Reputation: 3330
I'm trying to use a python script to scrape a handful of pages on a government website. I have it accessing a URL that loads a normal webpage in my web browser, but for some reason the script gets an "Access Denied" page instead of the expected page.
Additionally, this "Access Denied" error is unlike any I have ever seen on the government website; I can't achieve this error through any means but my python script.
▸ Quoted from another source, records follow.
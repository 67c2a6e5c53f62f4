mod common;

use std::sync::OnceLock;

use common::{
    contains_ci, create_test_config, encode_target, fetch, get, http_response, spawn_proxy,
    spawn_upstream,
};
use morty::security::sign;

fn upstream_pages(path: &str) -> String {
    match path {
        "/page" => http_response(
            "200 OK",
            &[("Content-Type", "text/html; charset=utf-8")],
            concat!(
                "<html><head><title>t</title></head><body>",
                "<script>alert(1)</script>",
                "<a href=\"/other\">link</a>ok</body></html>",
            ),
        ),
        "/style.css" => http_response(
            "200 OK",
            &[("Content-Type", "text/css")],
            "body { background: url(./bg.png); }",
        ),
        "/flash" => http_response(
            "200 OK",
            &[("Content-Type", "application/x-shockwave-flash")],
            "FWS...",
        ),
        "/doc.pdf" => http_response(
            "200 OK",
            &[("Content-Type", "application/pdf")],
            "%PDF-1.4",
        ),
        "/moved" => http_response(
            "302 Found",
            &[
                ("Content-Type", "text/html"),
                ("Location", "http://elsewhere.example/new"),
            ],
            "",
        ),
        "/naked" => "HTTP/1.1 200 OK\r\nContent-Length: 2\r\nConnection: close\r\n\r\nhi".to_string(),
        _ => http_response("404 Not Found", &[("Content-Type", "text/html")], "gone"),
    }
}

#[tokio::test(flavor = "multi_thread")]
async fn test_static_endpoints_and_landing_page() {
    let proxy_port = spawn_proxy(create_test_config()).await;

    let robots = get(proxy_port, "/robots.txt").await;
    assert!(robots.contains("200"));
    assert!(robots.contains("Disallow: /"));

    let favicon = get(proxy_port, "/favicon.ico").await;
    assert!(contains_ci(&favicon, "Content-Type: image/png"));

    let landing = get(proxy_port, "/").await;
    assert!(landing.contains("200"));
    assert!(landing.contains("MortyProxy"));
    assert!(landing.contains("name=\"mortyurl\""));
}

#[tokio::test(flavor = "multi_thread")]
async fn test_html_is_sanitized_end_to_end() {
    let upstream_port = spawn_upstream(upstream_pages).await;
    let proxy_port = spawn_proxy(create_test_config()).await;

    let target = format!("http://127.0.0.1:{upstream_port}/page");
    let response = get(proxy_port, &format!("/?mortyurl={}", encode_target(&target))).await;

    assert!(response.contains("200"), "unexpected response: {response}");
    assert!(contains_ci(&response, "Content-Type: text/html; charset=UTF-8"));
    assert!(!response.to_ascii_lowercase().contains("<script"));
    assert!(!response.contains("alert(1)"));
    assert!(response.contains("ok"));
    // the anchor routes back through the proxy
    assert!(response.contains(&format!(
        "href=\"./?mortyurl=http%3A%2F%2F127.0.0.1%3A{upstream_port}%2Fother\""
    )));
    // body chrome injected exactly once
    assert_eq!(response.matches("id=\"mortyheader\"").count(), 1);
}

#[tokio::test(flavor = "multi_thread")]
async fn test_css_is_rewritten() {
    let upstream_port = spawn_upstream(upstream_pages).await;
    let proxy_port = spawn_proxy(create_test_config()).await;

    let target = format!("http://127.0.0.1:{upstream_port}/style.css");
    let response = get(proxy_port, &format!("/?mortyurl={}", encode_target(&target))).await;

    assert!(contains_ci(&response, "Content-Type: text/css; charset=UTF-8"));
    assert!(response.contains(&format!(
        "url(./?mortyurl=http%3A%2F%2F127.0.0.1%3A{upstream_port}%2Fbg.png)"
    )));
}

#[tokio::test(flavor = "multi_thread")]
async fn test_content_type_gating() {
    let upstream_port = spawn_upstream(upstream_pages).await;
    let proxy_port = spawn_proxy(create_test_config()).await;

    // neither allow-list: refused
    let target = format!("http://127.0.0.1:{upstream_port}/flash");
    let response = get(proxy_port, &format!("/?mortyurl={}", encode_target(&target))).await;
    assert!(response.contains("403"));
    assert!(response.contains("forbidden content type"));

    // attachment allow-list: forced download
    let target = format!("http://127.0.0.1:{upstream_port}/doc.pdf");
    let response = get(proxy_port, &format!("/?mortyurl={}", encode_target(&target))).await;
    assert!(response.contains("200"));
    assert!(contains_ci(&response, "Content-Disposition: attachment; fileName=doc.pdf"));

    // no content type at all: refused with 503
    let target = format!("http://127.0.0.1:{upstream_port}/naked");
    let response = get(proxy_port, &format!("/?mortyurl={}", encode_target(&target))).await;
    assert!(response.contains("503"));
}

#[tokio::test(flavor = "multi_thread")]
async fn test_redirect_location_is_proxified() {
    let upstream_port = spawn_upstream(upstream_pages).await;
    let proxy_port = spawn_proxy(create_test_config()).await;

    let target = format!("http://127.0.0.1:{upstream_port}/moved");
    let response = get(proxy_port, &format!("/?mortyurl={}", encode_target(&target))).await;

    assert!(response.contains("302"));
    assert!(contains_ci(
        &response,
        "Location: ./?mortyurl=http%3A%2F%2Felsewhere.example%2Fnew"
    ));
}

#[tokio::test(flavor = "multi_thread")]
async fn test_upstream_error_status_is_relayed() {
    let upstream_port = spawn_upstream(upstream_pages).await;
    let proxy_port = spawn_proxy(create_test_config()).await;

    let target = format!("http://127.0.0.1:{upstream_port}/missing");
    let response = get(proxy_port, &format!("/?mortyurl={}", encode_target(&target))).await;
    assert!(response.contains("404"));
    assert!(response.contains("invalid response"));
}

#[tokio::test(flavor = "multi_thread")]
async fn test_signature_enforcement() {
    let upstream_port = spawn_upstream(upstream_pages).await;
    let key = b"integration test key".to_vec();
    let mut config = create_test_config();
    config.key = Some(key.clone());
    let proxy_port = spawn_proxy(config).await;

    let target = format!("http://127.0.0.1:{upstream_port}/page");

    // unsigned request is refused before any fetch
    let response = get(proxy_port, &format!("/?mortyurl={}", encode_target(&target))).await;
    assert!(response.contains("403"));
    assert!(response.contains("mortyhash"));

    // tampered signature is refused
    let bad_hash = sign::hash(b"http://other.example/", &key);
    let response = get(
        proxy_port,
        &format!(
            "/?mortyurl={}&mortyhash={bad_hash}",
            encode_target(&target)
        ),
    )
    .await;
    assert!(response.contains("403"));

    // valid signature goes through
    let good_hash = sign::hash(target.as_bytes(), &key);
    let response = get(
        proxy_port,
        &format!(
            "/?mortyurl={}&mortyhash={good_hash}",
            encode_target(&target)
        ),
    )
    .await;
    assert!(response.contains("200"), "unexpected response: {response}");
    assert!(response.contains("ok"));
}

static REDIRECT_PORT: OnceLock<u16> = OnceLock::new();

fn redirect_pages(path: &str) -> String {
    let port = REDIRECT_PORT.get().copied().unwrap_or(0);
    match path {
        "/start" => http_response(
            "302 Found",
            &[("Location", &format!("http://127.0.0.1:{port}/landed"))],
            "",
        ),
        "/loop" => http_response(
            "302 Found",
            &[("Location", &format!("http://127.0.0.1:{port}/loop"))],
            "",
        ),
        "/landed" => http_response(
            "200 OK",
            &[("Content-Type", "text/html; charset=utf-8")],
            "<body>arrived</body>",
        ),
        _ => http_response("404 Not Found", &[], ""),
    }
}

#[tokio::test(flavor = "multi_thread")]
async fn test_get_redirects_are_followed_when_enabled() {
    let upstream_port = spawn_upstream(redirect_pages).await;
    let _ = REDIRECT_PORT.set(upstream_port);
    let mut config = create_test_config();
    config.follow_redirect = true;
    let proxy_port = spawn_proxy(config).await;

    let target = format!("http://127.0.0.1:{upstream_port}/start");
    let response = get(proxy_port, &format!("/?mortyurl={}", encode_target(&target))).await;
    assert!(response.contains("200"), "unexpected response: {response}");
    assert!(response.contains("arrived"));

    let target = format!("http://127.0.0.1:{upstream_port}/loop");
    let response = get(proxy_port, &format!("/?mortyurl={}", encode_target(&target))).await;
    assert!(response.contains("310"));
    assert!(response.contains("Too many redirects"));
}

#[tokio::test(flavor = "multi_thread")]
async fn test_post_form_carries_the_target() {
    let upstream_port = spawn_upstream(upstream_pages).await;
    let proxy_port = spawn_proxy(create_test_config()).await;

    let target = format!("http://127.0.0.1:{upstream_port}/page");
    let body = format!("mortyurl={}", encode_target(&target));
    let request = format!(
        "POST / HTTP/1.1\r\nHost: 127.0.0.1\r\n\
         Content-Type: application/x-www-form-urlencoded\r\n\
         Content-Length: {}\r\nConnection: close\r\n\r\n{body}",
        body.len()
    );
    let response = fetch(proxy_port, &request).await;

    assert!(response.contains("200"), "unexpected response: {response}");
    assert!(!response.to_ascii_lowercase().contains("<script"));
    assert!(response.contains("ok"));
}

#[tokio::test(flavor = "multi_thread")]
async fn test_exit_page_for_unsafe_protocols() {
    let proxy_port = spawn_proxy(create_test_config()).await;

    let response = get(
        proxy_port,
        &format!("/?mortyurl={}", encode_target("ftp://archive.example/file")),
    )
    .await;
    assert!(response.contains("403"));
    assert!(response.contains("You are about to exit MortyProxy"));

    let response = get(
        proxy_port,
        &format!("/?mortyurl={}", encode_target("http://hidden.onion/")),
    )
    .await;
    assert!(response.contains("403"));
    assert!(response.contains("You are about to exit MortyProxy"));
}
Here is a stripped down version of my script (it's rather big, so I cut out bits I don't think are relevant):
import requests
headers = {
'Accept': "*/*",
'User-Agent': "nyc_contractors.py",
'X-Love': "hey sysadmin! you're awesome! <3"
}
print "and we're off!"
qLicensetype="C"
qBizname = "a"
baseUrl = "http://a810-bisweb.nyc.gov/bisweb/ResultsByNameServlet?bizname="+qBizname+"&licensetype="+qLicensetype
nextUrl = baseUrl
while nextUrl != None:
print
print "URL:", nextUrl
r = requests.get(nextUrl, headers=headers)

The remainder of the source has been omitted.